» PROMPT:
Please filter the data below down to the lines holding the string "under".

» MATERIAL PROVIDED:

%%

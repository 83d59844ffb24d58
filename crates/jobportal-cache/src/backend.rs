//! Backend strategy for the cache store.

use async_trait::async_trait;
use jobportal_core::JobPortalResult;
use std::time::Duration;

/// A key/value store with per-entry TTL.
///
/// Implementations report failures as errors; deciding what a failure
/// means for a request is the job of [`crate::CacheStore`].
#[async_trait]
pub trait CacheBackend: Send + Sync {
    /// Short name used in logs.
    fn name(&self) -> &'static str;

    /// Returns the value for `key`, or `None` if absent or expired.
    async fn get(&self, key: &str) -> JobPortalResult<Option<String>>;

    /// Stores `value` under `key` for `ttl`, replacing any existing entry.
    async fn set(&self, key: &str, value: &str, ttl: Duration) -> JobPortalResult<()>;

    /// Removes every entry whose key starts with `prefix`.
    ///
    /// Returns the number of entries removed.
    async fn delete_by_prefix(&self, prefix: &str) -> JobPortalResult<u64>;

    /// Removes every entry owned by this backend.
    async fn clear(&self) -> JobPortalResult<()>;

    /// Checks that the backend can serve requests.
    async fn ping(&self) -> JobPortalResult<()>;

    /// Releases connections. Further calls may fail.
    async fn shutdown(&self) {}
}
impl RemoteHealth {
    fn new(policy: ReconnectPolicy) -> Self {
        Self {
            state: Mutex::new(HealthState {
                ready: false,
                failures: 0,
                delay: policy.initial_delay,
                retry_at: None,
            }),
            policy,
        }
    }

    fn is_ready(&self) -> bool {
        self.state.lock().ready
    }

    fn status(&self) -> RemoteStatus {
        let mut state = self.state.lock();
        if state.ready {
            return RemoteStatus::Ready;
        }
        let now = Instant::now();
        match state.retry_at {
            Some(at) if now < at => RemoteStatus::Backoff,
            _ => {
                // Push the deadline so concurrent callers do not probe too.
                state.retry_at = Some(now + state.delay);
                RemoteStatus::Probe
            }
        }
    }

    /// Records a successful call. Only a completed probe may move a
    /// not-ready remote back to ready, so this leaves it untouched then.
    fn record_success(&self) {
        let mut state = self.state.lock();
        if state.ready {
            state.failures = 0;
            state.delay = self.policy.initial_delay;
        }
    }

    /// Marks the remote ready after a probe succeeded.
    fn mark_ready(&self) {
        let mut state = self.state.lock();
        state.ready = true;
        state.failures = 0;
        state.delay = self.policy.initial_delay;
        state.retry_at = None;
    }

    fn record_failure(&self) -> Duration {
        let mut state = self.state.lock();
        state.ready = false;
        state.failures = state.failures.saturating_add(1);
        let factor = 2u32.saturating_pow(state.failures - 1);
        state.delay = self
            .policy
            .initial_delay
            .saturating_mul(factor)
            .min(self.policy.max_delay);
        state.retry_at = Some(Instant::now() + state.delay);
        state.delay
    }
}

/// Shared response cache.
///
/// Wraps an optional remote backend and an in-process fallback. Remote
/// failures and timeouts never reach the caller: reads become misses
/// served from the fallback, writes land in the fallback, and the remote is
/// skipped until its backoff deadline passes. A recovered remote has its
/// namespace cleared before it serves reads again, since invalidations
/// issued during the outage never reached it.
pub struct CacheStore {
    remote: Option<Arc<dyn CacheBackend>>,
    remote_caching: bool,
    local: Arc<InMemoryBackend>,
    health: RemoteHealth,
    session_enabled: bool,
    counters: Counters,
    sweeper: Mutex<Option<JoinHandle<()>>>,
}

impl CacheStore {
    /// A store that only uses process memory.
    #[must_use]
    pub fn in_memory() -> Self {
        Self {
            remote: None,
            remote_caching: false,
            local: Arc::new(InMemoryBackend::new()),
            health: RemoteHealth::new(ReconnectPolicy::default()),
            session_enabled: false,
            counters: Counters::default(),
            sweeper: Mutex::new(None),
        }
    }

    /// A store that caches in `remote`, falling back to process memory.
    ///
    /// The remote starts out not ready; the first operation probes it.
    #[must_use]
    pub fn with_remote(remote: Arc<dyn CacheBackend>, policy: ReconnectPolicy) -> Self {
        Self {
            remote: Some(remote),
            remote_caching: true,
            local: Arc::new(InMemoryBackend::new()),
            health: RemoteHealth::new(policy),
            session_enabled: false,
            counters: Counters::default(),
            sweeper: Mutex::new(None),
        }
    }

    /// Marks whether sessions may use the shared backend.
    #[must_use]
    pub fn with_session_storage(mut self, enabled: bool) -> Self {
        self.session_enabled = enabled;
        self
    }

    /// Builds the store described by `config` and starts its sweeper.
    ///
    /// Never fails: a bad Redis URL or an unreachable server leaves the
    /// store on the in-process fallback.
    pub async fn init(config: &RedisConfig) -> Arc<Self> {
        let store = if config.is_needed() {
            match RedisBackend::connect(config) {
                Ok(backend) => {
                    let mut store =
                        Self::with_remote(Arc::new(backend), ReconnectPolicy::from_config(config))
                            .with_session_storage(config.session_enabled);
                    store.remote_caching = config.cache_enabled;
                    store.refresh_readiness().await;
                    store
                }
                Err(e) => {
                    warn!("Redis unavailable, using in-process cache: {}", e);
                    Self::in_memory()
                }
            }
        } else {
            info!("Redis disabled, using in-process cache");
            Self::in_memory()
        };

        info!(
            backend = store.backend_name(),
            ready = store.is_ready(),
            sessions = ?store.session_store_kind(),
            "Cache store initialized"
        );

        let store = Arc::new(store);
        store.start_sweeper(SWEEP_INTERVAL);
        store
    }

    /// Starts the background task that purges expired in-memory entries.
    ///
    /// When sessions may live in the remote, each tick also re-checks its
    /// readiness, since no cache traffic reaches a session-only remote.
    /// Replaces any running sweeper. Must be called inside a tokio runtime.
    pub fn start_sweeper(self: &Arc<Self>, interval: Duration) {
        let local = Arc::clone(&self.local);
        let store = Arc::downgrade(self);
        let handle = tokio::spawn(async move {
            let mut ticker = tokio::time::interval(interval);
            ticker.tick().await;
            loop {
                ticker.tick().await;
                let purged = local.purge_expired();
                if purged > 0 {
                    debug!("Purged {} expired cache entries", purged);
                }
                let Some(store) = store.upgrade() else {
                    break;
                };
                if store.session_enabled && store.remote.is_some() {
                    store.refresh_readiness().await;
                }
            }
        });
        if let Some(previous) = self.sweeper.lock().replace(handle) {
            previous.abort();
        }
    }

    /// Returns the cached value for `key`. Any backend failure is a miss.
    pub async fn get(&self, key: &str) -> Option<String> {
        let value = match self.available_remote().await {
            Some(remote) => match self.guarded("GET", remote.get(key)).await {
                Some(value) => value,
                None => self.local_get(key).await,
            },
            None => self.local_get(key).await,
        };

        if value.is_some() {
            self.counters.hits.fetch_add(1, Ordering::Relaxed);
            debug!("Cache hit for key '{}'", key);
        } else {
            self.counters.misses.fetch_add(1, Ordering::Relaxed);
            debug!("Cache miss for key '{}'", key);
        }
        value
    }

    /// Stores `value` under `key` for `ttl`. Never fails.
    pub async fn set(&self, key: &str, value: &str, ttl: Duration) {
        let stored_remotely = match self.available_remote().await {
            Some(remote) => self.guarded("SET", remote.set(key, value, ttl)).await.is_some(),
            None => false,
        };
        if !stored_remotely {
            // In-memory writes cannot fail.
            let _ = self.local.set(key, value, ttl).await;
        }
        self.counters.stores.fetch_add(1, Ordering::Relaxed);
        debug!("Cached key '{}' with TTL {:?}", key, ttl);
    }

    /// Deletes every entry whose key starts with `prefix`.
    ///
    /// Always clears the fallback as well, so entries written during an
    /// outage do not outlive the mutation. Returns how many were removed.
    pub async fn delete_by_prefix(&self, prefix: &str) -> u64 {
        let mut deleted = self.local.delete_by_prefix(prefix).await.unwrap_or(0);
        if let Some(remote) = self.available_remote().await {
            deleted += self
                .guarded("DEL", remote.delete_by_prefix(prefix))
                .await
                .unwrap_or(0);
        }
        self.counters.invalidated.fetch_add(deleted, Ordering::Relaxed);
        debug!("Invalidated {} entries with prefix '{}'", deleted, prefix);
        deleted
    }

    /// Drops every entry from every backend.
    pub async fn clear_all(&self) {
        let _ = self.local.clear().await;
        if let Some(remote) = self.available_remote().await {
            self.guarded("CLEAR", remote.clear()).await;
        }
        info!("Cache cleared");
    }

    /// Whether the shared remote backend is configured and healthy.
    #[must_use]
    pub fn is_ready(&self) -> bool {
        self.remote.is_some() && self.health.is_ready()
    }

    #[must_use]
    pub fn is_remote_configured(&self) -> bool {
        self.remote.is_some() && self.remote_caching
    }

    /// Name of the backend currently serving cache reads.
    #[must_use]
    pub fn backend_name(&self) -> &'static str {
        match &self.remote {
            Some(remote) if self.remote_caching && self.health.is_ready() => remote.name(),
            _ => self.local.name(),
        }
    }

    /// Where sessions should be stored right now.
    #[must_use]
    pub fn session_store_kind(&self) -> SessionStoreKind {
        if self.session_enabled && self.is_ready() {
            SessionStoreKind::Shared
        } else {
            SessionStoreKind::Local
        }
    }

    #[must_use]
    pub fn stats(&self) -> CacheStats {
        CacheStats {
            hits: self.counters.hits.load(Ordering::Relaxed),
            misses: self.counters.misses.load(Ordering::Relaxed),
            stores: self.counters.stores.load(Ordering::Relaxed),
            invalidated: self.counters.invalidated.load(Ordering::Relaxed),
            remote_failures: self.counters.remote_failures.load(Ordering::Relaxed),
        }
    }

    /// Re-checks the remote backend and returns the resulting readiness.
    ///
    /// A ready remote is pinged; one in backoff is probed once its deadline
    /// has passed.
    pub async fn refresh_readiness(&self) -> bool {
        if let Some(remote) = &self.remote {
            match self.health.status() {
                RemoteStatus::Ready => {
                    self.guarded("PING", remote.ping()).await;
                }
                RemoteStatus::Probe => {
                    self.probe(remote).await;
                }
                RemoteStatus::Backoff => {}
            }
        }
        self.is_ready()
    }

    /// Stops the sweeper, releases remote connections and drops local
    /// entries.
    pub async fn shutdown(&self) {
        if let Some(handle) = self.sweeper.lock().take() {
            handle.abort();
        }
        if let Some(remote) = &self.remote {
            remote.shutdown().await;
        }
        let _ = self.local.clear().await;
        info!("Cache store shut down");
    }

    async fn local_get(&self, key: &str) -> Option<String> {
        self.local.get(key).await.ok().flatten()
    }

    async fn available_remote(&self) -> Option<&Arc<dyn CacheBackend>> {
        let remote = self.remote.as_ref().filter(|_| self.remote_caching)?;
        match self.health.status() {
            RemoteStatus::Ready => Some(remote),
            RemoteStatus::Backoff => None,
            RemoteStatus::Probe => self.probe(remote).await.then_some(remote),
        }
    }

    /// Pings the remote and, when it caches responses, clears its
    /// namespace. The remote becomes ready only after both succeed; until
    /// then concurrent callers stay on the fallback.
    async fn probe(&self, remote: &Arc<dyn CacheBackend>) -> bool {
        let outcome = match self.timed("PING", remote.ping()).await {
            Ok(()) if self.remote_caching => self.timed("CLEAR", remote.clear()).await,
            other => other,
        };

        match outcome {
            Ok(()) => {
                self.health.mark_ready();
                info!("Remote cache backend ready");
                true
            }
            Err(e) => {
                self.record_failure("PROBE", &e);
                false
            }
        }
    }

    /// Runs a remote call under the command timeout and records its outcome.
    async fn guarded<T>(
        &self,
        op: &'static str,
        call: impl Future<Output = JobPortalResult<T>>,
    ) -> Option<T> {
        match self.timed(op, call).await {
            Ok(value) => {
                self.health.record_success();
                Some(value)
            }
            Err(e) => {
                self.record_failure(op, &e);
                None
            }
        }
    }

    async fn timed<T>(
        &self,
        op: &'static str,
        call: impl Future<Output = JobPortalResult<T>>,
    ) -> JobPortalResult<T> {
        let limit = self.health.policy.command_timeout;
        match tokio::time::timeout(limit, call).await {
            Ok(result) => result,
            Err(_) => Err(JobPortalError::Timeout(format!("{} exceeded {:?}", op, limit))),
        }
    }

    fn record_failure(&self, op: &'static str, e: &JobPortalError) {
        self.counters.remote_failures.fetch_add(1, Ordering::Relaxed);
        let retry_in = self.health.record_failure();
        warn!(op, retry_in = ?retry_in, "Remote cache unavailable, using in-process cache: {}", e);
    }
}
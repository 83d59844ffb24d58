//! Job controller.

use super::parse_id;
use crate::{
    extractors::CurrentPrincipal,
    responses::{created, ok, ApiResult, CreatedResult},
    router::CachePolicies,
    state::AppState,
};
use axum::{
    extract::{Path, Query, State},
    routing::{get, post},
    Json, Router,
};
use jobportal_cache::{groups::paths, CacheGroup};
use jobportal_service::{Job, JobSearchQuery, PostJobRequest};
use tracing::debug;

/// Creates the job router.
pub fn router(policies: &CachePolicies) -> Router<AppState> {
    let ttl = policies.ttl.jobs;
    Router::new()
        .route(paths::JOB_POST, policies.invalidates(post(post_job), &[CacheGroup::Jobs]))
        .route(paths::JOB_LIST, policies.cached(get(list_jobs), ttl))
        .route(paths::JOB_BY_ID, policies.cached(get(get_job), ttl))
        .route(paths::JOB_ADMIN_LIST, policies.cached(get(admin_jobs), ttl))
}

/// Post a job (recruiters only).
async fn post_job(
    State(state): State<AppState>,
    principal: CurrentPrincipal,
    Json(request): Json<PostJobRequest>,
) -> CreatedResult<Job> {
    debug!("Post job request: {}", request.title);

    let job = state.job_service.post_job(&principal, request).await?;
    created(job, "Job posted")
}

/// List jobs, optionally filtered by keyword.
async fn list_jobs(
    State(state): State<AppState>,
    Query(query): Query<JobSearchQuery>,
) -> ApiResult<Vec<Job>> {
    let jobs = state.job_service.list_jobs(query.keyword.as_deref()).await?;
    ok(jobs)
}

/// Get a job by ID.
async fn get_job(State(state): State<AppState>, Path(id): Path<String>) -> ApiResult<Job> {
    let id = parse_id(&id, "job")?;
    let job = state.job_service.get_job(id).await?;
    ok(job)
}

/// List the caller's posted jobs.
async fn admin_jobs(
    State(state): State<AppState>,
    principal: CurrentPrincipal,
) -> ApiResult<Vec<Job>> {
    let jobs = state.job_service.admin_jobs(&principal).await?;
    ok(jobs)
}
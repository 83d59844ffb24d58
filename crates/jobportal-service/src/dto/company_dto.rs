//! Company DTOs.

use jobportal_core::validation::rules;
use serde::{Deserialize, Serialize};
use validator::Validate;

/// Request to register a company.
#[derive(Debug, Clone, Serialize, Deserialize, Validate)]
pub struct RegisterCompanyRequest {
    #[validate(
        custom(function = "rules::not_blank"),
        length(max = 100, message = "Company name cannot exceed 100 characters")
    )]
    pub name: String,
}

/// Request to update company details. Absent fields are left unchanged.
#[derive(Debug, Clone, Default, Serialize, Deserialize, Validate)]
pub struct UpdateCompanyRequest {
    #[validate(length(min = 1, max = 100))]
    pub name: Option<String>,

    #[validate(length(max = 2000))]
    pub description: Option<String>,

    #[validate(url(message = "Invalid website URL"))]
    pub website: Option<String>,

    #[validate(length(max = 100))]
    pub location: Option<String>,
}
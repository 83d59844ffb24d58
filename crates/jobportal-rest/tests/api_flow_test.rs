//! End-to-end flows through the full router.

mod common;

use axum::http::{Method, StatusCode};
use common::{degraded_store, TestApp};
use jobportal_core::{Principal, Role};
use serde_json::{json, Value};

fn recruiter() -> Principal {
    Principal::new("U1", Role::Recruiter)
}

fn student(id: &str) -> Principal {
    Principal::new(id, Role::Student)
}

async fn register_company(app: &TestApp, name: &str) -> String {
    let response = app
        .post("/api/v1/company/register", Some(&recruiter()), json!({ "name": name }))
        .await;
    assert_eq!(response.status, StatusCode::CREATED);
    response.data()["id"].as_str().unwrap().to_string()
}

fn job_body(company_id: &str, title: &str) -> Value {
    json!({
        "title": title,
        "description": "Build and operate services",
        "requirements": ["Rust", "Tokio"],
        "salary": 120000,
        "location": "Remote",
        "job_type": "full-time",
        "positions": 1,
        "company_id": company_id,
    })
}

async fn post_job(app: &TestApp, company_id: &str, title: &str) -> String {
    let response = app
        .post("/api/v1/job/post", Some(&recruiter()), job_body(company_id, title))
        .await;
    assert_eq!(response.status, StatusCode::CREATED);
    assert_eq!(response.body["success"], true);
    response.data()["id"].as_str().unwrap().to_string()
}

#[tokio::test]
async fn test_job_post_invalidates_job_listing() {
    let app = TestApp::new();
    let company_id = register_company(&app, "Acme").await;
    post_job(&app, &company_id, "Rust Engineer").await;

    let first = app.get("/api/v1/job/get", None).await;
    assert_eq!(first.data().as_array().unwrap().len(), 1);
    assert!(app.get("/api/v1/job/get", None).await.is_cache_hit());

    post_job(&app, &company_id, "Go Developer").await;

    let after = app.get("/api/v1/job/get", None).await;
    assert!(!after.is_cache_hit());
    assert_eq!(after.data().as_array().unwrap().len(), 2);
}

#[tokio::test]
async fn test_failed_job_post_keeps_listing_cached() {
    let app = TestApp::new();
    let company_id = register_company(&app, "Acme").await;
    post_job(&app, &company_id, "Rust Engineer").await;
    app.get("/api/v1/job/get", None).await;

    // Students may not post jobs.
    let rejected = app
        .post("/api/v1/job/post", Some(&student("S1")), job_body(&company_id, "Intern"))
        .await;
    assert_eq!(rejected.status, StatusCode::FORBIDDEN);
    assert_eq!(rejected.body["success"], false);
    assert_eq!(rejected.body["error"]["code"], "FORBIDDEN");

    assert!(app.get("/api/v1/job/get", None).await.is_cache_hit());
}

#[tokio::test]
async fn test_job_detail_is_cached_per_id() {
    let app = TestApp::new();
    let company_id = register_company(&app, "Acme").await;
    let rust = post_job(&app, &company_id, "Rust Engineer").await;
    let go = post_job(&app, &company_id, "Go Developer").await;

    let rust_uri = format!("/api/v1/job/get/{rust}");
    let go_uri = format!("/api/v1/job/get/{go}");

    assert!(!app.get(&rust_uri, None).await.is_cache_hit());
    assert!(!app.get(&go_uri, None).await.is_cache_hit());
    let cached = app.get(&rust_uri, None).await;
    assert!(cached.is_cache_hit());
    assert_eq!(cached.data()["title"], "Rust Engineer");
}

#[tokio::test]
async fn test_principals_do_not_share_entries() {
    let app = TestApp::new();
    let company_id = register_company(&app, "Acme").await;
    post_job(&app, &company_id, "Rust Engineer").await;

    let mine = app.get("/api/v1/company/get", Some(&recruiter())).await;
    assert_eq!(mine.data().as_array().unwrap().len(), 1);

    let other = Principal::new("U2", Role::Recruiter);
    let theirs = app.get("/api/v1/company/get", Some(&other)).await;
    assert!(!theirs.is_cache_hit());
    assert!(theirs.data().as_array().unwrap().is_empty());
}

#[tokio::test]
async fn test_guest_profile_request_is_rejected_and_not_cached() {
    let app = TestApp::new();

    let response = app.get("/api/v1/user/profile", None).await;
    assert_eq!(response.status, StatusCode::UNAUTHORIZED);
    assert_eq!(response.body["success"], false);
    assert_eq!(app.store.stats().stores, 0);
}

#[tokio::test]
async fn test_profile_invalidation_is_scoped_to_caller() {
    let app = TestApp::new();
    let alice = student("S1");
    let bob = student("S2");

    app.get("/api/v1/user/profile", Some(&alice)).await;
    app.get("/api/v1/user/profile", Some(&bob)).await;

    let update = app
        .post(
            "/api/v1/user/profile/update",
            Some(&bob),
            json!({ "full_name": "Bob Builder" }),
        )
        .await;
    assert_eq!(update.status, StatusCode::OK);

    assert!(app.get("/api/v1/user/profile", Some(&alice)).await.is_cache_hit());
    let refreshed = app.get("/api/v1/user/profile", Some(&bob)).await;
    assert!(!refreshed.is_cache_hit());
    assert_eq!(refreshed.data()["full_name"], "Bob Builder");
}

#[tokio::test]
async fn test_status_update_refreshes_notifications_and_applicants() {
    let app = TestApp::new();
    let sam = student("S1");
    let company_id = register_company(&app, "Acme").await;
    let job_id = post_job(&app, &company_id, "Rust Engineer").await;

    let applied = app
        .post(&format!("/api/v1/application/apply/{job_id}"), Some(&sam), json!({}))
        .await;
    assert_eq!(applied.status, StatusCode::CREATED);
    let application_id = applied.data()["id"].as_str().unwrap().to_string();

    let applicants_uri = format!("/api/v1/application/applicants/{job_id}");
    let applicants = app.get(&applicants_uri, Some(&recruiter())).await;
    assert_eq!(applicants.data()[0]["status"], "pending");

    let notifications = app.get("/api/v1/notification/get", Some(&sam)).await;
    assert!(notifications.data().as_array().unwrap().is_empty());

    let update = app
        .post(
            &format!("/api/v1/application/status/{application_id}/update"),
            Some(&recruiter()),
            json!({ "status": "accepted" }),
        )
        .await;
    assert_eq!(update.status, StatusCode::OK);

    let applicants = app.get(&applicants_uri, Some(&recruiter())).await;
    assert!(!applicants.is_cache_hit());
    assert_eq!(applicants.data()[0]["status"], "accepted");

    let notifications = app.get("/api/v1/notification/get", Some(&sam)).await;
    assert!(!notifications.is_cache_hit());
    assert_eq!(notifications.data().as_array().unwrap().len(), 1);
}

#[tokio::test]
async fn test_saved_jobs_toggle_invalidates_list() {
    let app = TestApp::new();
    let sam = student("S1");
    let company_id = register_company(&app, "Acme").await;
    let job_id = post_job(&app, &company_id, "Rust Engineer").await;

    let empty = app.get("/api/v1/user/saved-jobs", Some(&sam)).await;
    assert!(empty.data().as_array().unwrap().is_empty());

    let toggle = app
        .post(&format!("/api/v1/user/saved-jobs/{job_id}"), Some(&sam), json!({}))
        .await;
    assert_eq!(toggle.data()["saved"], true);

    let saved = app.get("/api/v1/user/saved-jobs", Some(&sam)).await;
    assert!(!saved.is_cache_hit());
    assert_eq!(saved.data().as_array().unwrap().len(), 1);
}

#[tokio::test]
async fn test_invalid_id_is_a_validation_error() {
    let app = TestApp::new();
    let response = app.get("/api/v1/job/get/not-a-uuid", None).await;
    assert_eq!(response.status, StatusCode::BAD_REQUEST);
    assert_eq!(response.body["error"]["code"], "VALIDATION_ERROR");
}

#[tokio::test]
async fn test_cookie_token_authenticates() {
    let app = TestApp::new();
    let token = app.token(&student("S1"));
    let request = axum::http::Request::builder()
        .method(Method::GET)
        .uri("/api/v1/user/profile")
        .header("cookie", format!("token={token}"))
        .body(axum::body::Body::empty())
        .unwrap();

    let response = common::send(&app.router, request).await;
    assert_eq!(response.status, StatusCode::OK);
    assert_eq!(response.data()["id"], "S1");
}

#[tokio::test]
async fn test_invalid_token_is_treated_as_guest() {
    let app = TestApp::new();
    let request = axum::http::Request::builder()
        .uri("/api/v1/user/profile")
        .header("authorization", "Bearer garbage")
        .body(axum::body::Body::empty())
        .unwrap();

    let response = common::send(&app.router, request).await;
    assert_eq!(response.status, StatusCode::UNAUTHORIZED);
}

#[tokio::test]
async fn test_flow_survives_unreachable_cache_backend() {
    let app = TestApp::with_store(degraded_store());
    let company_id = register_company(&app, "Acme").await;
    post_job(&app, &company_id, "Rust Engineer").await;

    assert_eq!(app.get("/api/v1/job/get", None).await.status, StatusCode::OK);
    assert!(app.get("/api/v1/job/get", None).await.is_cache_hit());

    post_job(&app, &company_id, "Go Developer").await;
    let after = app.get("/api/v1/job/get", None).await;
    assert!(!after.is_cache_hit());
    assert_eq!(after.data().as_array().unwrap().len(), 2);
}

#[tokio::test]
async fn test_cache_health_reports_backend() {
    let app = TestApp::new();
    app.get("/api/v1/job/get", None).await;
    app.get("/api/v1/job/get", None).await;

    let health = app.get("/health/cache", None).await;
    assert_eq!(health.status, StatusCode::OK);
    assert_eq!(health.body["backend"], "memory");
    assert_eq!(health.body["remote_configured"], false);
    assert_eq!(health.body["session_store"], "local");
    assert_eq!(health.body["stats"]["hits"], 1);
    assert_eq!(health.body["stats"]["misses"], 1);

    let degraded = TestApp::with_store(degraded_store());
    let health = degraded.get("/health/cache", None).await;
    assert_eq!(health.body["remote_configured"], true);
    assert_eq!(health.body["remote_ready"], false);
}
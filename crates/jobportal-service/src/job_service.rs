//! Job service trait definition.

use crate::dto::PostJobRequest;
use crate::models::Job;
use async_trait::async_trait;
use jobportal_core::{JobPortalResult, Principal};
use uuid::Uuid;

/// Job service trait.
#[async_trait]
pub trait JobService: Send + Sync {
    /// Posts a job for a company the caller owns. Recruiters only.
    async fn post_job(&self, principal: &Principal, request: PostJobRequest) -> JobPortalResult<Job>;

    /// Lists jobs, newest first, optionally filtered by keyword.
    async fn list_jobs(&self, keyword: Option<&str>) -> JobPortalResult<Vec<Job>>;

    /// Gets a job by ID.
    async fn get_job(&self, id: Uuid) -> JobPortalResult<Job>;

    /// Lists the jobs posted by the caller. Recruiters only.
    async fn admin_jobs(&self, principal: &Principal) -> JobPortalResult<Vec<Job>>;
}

%%

» WRITTEN SOLUTION:
    /// Stores `value` under `key` for `ttl`, replacing any existing entry.
    /// Stores `value` under `key` for `ttl`. Never fails.
    /// Runs a remote call under the command timeout and records its outcome.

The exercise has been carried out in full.